EXERCISE AIM:
Lines before the one containing "Ok(serde_json::to_string(self)?)" are left out. Retype that line and the rest through the end of the material exactly.

--------------------------------

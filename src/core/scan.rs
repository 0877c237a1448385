//! Scan result types handed to the caller.

use super::features::FeatureSet;
use super::severity::{ScanStatus, Severity, Verdict};
use crate::classifier::MlPrediction;
use crate::error::Result;
use crate::intel::IntelCheck;
use crate::rules::{RuleId, RuleReport};
use crate::semantic::SemanticPrediction;
use chrono::{DateTime, Utc};
use serde::{Deserialize, Serialize};

/// Optional request context supplied by the routing layer.
#[derive(Debug, Clone, Default, PartialEq, Eq, Serialize, Deserialize)]
pub struct ScanMetadata {
    pub caller_id: Option<String>,
    pub source_address: Option<String>,
    pub user_agent: Option<String>,
}

/// A rule that fired, with its contribution and explanation.
#[derive(Debug, Clone, PartialEq, Serialize, Deserialize)]
pub struct MatchedRule {
    pub id: RuleId,
    pub name: String,
    pub severity: Severity,
    pub weight: f64,
    pub reason: String,
}

/// Weights used to blend the component scores.
#[derive(Debug, Clone, Copy, PartialEq, Serialize, Deserialize)]
pub struct EnsembleWeights {
    pub rule: f64,
    pub ml: f64,
    pub semantic: f64,
}

/// Per-component outputs kept for explainability.
#[derive(Debug, Clone, PartialEq, Serialize, Deserialize)]
pub struct ComponentDetails {
    pub intel: IntelCheck,
    pub rules: Option<RuleReport>,
    pub ml: Option<MlPrediction>,
    pub semantic: Option<SemanticPrediction>,
    pub weights: EnsembleWeights,
}

/// Outcome of one `classify` call. Never mutated after construction.
#[derive(Debug, Clone, PartialEq, Serialize, Deserialize)]
pub struct ScanResult {
    pub url: String,
    pub domain: String,
    /// `None` when threat intelligence short-circuited the scan.
    pub features: Option<FeatureSet>,
    pub rule_score: f64,
    pub ml_score: f64,
    pub semantic_score: f64,
    pub combined_score: f64,
    pub is_phishing: bool,
    pub severity: Severity,
    pub status: ScanStatus,
    pub verdict: Verdict,
    pub reason: String,
    pub matched_rules: Vec<MatchedRule>,
    pub details: ComponentDetails,
    pub metadata: ScanMetadata,
    pub timestamp: DateTime<Utc>,
}

impl ScanResult {
    /// Serialize for the persistence collaborator.
    pub fn to_json_string(&self) -> Result<String> {
        Ok(serde_json::to_string(self)?)
    }

    pub fn from_json_str(s: &str) -> Result<Self> {
        Ok(serde_json::from_str(s)?)
    }

    /// High and critical results are worth an alert.
    pub fn should_alert(&self) -> bool {
        self.severity >= Severity::High
    }

    /// True when a rule with the given id fired.
    pub fn has_rule(&self, id: RuleId) -> bool {
        self.matched_rules.iter().any(|r| r.id == id)
    }
}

--------------------------------

ANSWER BELOW:
        Ok(serde_json::to_string(self)?)
    }

    pub fn from_json_str(s: &str) -> Result<Self> {
        Ok(serde_json::from_str(s)?)
    }

    /// High and critical results are worth an alert.
    pub fn should_alert(&self) -> bool {
        self.severity >= Severity::High
    }

    /// True when a rule with the given id fired.
    pub fn has_rule(&self, id: RuleId) -> bool {
        self.matched_rules.iter().any(|r| r.id == id)
    }
}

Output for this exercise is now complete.